Une feuille jaune fluo décorée d’une forme de bite, rappelle les inégalités de carrières.
iPhone Le trio continue sa marche dans la rame distribuant les feuilles aux usagers. Beaucoup de badauds tendent la main. Certains refusent poliment. Une fois le métro parcouru, on le reprend en sens inverse. Certains Parisiens se prêtent au jeu. Là, une jeune femme devine les 27% d’inégalités de salaire. Plus loin, un quadra s’étonne que la différence entre les pensions de retraite ne soit pas plus forte.
L’ennemi principal ? Les écouteurs qui empêchent les voyageurs d’entendre le discours. A Colonel Fabien, Franck, planqué derrière ses écouteurs, râle :
« Je ne sais pas si les gens ont vraiment la tête à ça le matin. Puis, pour moi, y a pas tant d’inégalités ».
Pour Hervé qui a pris le métro à Jaurès, « nous faire rire comme ça est un bon moyen de nous convaincre. Mais ce n’est pas uniquement les inégalités de sexe qu’il faut combattre, c’est l’establishment qu’il faut renverser ». En voilà un dans la poche.
Street-militantisme Fatima, Séverine et Antonin sont trois membres de l’association féministe les Effronté-e-s. Ce mouvement a été monté en juin 2012 par Fatima, ancienne militante d’Osez le féminisme ! « J’en avais marre du mode de fonctionnement d’OLF atteint d’une réunionite aiguë. Je voulais militer de manière plus active ». La criée dans le métro fait partie de ces moyens actions urbains moins traditionnels. Une référence au crieur qui vendait le journal dans la rue et une manière de pousser les militantes à s’exprimer. « On sait que les femmes ont plus de mal à prendre la parole en public, cette pratique les force à vaincre leur timidité », continue Fatima.
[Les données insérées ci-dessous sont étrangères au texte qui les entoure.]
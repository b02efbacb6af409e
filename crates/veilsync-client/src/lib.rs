//! veilsync-client: Policy sync runtime
//!
//! This crate wires the policy domain to the network:
//! - Request coordinator with coalescing, throttling and blacklist checks
//! - HTTP policy transport
//! - Account deletion flow
//! - Configuration management and logging setup
//!
//! # Architecture
//!
//! ```text
//! ┌─────────────────────────────────────────────┐
//! │               veilsync-client               │
//! ├─────────────────────────────────────────────┤
//! │  config.rs      - Configuration management  │
//! │  client.rs      - Component wiring          │
//! │  coordinator/   - Sync state machine        │
//! │  transport.rs   - PolicyTransport & HTTP    │
//! │  account.rs     - Account deletion flow     │
//! │  observability/ - Logging setup             │
//! └─────────────────────────────────────────────┘
//! ```

pub mod account;
pub mod client;
pub mod config;
pub mod coordinator;
pub mod observability;
pub mod transport;

// Re-exports for convenience
pub use account::{AccountDeletion, AccountDeletionError};
pub use client::{ClientError, PolicyClient};
pub use config::{ClientConfig, ConfigLoadError};
pub use coordinator::{CoordinatorSettings, RequestCoordinator, SyncState};
pub use transport::{HttpPolicyTransport, PolicyTransport, TransportError};
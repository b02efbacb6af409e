//! Outgoing sync request types.

use std::collections::BTreeMap;

use serde::{Deserialize, Deserializer, Serialize, Serializer};

use super::snapshot::EntityKind;

/// A group, channel, bot or sticker set observed by the host.
///
/// Identity is the `id` alone; the descriptive fields travel to the server
/// but never affect equality or set membership.
#[derive(Debug, Clone, Serialize, Deserialize)]
pub struct TrackedEntity {
    pub id: i64,
    #[serde(default)]
    pub title: String,
    #[serde(default)]
    pub user_name: String,
    #[serde(default, skip_serializing_if = "Option::is_none")]
    pub is_megagroup: Option<bool>,
    #[serde(default, skip_serializing_if = "Option::is_none")]
    pub is_public: Option<bool>,
}

impl TrackedEntity {
    /// Creates an entity with only an id.
    pub fn new(id: i64) -> Self {
        Self {
            id,
            title: String::new(),
            user_name: String::new(),
            is_megagroup: None,
            is_public: None,
        }
    }

    /// Sets the display title.
    pub fn with_title(mut self, title: impl Into<String>) -> Self {
        self.title = title.into();
        self
    }

    /// Sets the public username.
    pub fn with_user_name(mut self, user_name: impl Into<String>) -> Self {
        self.user_name = user_name.into();
        self
    }

    /// Marks the entity as a megagroup (or not).
    pub fn with_megagroup(mut self, is_megagroup: bool) -> Self {
        self.is_megagroup = Some(is_megagroup);
        self
    }

    /// Marks the entity as public (or not).
    pub fn with_public(mut self, is_public: bool) -> Self {
        self.is_public = Some(is_public);
        self
    }
}

impl PartialEq for TrackedEntity {
    fn eq(&self, other: &Self) -> bool {
        self.id == other.id
    }
}

impl Eq for TrackedEntity {}

/// Append-only set of entities keyed by id.
///
/// Equality is set equality over ids; order of insertion is irrelevant.
/// Serialized as a JSON array.
#[derive(Debug, Clone, Default)]
pub struct EntitySet {
    entries: BTreeMap<i64, TrackedEntity>,
}

impl EntitySet {
    pub fn new() -> Self {
        Self::default()
    }

    /// Inserts `entity` if its id is not yet tracked. Returns true if added.
    pub fn insert(&mut self, entity: TrackedEntity) -> bool {
        use std::collections::btree_map::Entry;

        match self.entries.entry(entity.id) {
            Entry::Occupied(_) => false,
            Entry::Vacant(slot) => {
                slot.insert(entity);
                true
            }
        }
    }

    /// Inserts every entity of `other` not yet tracked. Returns the count added.
    pub fn merge(&mut self, other: &EntitySet) -> usize {
        other
            .iter()
            .filter(|entity| self.insert((*entity).clone()))
            .count()
    }

    pub fn contains(&self, id: i64) -> bool {
        self.entries.contains_key(&id)
    }

    pub fn len(&self) -> usize {
        self.entries.len()
    }

    pub fn is_empty(&self) -> bool {
        self.entries.is_empty()
    }

    /// Iterates in ascending id order.
    pub fn iter(&self) -> impl Iterator<Item = &TrackedEntity> {
        self.entries.values()
    }

    pub fn ids(&self) -> impl Iterator<Item = i64> + '_ {
        self.entries.keys().copied()
    }
}

impl PartialEq for EntitySet {
    fn eq(&self, other: &Self) -> bool {
        self.entries.len() == other.entries.len() && self.entries.keys().eq(other.entries.keys())
    }
}

impl Eq for EntitySet {}

impl FromIterator<TrackedEntity> for EntitySet {
    fn from_iter<I: IntoIterator<Item = TrackedEntity>>(iter: I) -> Self {
        let mut set = EntitySet::new();
        for entity in iter {
            set.insert(entity);
        }
        set
    }
}

impl Serialize for EntitySet {
    fn serialize<S: Serializer>(&self, serializer: S) -> Result<S::Ok, S::Error> {
        serializer.collect_seq(self.entries.values())
    }
}

impl<'de> Deserialize<'de> for EntitySet {
    fn deserialize<D: Deserializer<'de>>(deserializer: D) -> Result<Self, D::Error> {
        let entities = Option::<Vec<TrackedEntity>>::deserialize(deserializer)?;
        Ok(entities.unwrap_or_default().into_iter().collect())
    }
}

/// The four cumulative entity sets carried by a sync request.
#[derive(Debug, Clone, Default, PartialEq, Eq, Serialize, Deserialize)]
pub struct TrackedEntities {
    #[serde(default)]
    pub groups: EntitySet,
    #[serde(default)]
    pub channels: EntitySet,
    #[serde(default)]
    pub bots: EntitySet,
    #[serde(default)]
    pub stickers: EntitySet,
}

impl TrackedEntities {
    pub fn new() -> Self {
        Self::default()
    }

    pub fn set(&self, kind: EntityKind) -> &EntitySet {
        match kind {
            EntityKind::Group => &self.groups,
            EntityKind::Channel => &self.channels,
            EntityKind::Bot => &self.bots,
            EntityKind::Sticker => &self.stickers,
        }
    }

    pub fn set_mut(&mut self, kind: EntityKind) -> &mut EntitySet {
        match kind {
            EntityKind::Group => &mut self.groups,
            EntityKind::Channel => &mut self.channels,
            EntityKind::Bot => &mut self.bots,
            EntityKind::Sticker => &mut self.stickers,
        }
    }

    /// Adds one entity. Returns true if it was not tracked yet.
    pub fn insert(&mut self, kind: EntityKind, entity: TrackedEntity) -> bool {
        self.set_mut(kind).insert(entity)
    }

    /// Builder form of [`insert`](Self::insert).
    pub fn with(mut self, kind: EntityKind, entity: TrackedEntity) -> Self {
        self.insert(kind, entity);
        self
    }

    pub fn contains(&self, kind: EntityKind, id: i64) -> bool {
        self.set(kind).contains(id)
    }

    /// Unions `other` into `self`. Returns the number of newly tracked entities.
    pub fn merge(&mut self, other: &TrackedEntities) -> usize {
        EntityKind::ALL
            .iter()
            .map(|kind| self.set_mut(*kind).merge(other.set(*kind)))
            .sum()
    }

    /// Total number of tracked entities across all kinds.
    pub fn len(&self) -> usize {
        EntityKind::ALL.iter().map(|kind| self.set(*kind).len()).sum()
    }

    pub fn is_empty(&self) -> bool {
        self.len() == 0
    }
}

/// The user on whose behalf requests are sent.
#[derive(Debug, Clone, Default, PartialEq, Eq, Serialize, Deserialize)]
pub struct RequesterIdentity {
    pub user_id: i64,
    #[serde(default, rename = "user_phone")]
    pub phone: String,
    #[serde(default)]
    pub user_name: String,
}

impl RequesterIdentity {
    pub fn new(user_id: i64, phone: impl Into<String>, user_name: impl Into<String>) -> Self {
        Self {
            user_id,
            phone: phone.into(),
            user_name: user_name.into(),
        }
    }
}

/// Client metadata attached to every request.
#[derive(Debug, Clone, Default, PartialEq, Eq, Serialize, Deserialize)]
pub struct ClientInfo {
    pub client_os_type: String,
    pub client_session_id: String,
    pub client_version_code: String,
    pub client_version_name: String,
}

/// A sync request under construction or in flight.
///
/// Two requests are equal iff the requester identity and all four entity
/// sets match; client metadata is ignored.
#[derive(Debug, Clone, Serialize, Deserialize)]
pub struct PendingRequest {
    #[serde(flatten)]
    pub identity: RequesterIdentity,
    #[serde(flatten)]
    pub entities: TrackedEntities,
    #[serde(flatten)]
    pub client: ClientInfo,
}

impl PendingRequest {
    pub fn new(identity: RequesterIdentity, entities: TrackedEntities, client: ClientInfo) -> Self {
        Self {
            identity,
            entities,
            client,
        }
    }

    pub fn user_id(&self) -> i64 {
        self.identity.user_id
    }
}

impl PartialEq for PendingRequest {
    fn eq(&self, other: &Self) -> bool {
        self.identity == other.identity && self.entities == other.entities
    }
}

impl Eq for PendingRequest {}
Quelque chose d’un hommage à Mélenchon pour Fatima, par ailleurs militante au Front de gauche :
« Il raconte qu’en 68, on l’avait mis en avant parce que sa voix portait plus fort. »
ce n’est pas uniquement les inégalités de sexe qu’il faut combattre, c’est l’establishment qu’il faut renverser
Ils n’en sont pas à leur première criée : le 8 mars ils ont hurlé pour l’égalité hommes-femmes ; lors du débat sur le mariage pour tous, ils ont gueulé dans les quartiers populaires pour défendre les droits des LGBT. Et la technique est maîtrisée. « Pour distribuer les phallu-CV à côté des enfants, on les tourne dans l’autre sens », précise Séverine. C’est aussi une ancienne militante d’OLF, presque des premiers jours. « Mais j’ai démissionné, je trouvais que leurs modes de pensée étaient assez rigides. J’avais envie d’être au contact des gens ». Une ambition qu’elle a réalisée au sein des Effronté-e-s en devenant « porteuse de parole ». Il y a quelques mois, Séverine a installé un fil à linge dans le quartier de la Goutte d’or, interpellé les habitants sur les femmes et la pauvreté. Les passants ont rédigé des revendications inspirées sur des morceaux de papier, avant de les accrocher sur le fil armés de pinces à linges. Un peu barré mais efficace.
Machos Retour sur la ligne 2 du métro, une heure après. La voix légèrement éraillée, les militants arrivent à court de tracts. Ils entament leurs dernières saynètes, avant de se décider à rebrousser chemin. Près de la station Anvers, un jeune homme à la chemise soigneusement repassée ricane :
« Faut dire que, si c’est comme ça qu’elles travaillent, elles ne peuvent pas espérer être mieux payées ! »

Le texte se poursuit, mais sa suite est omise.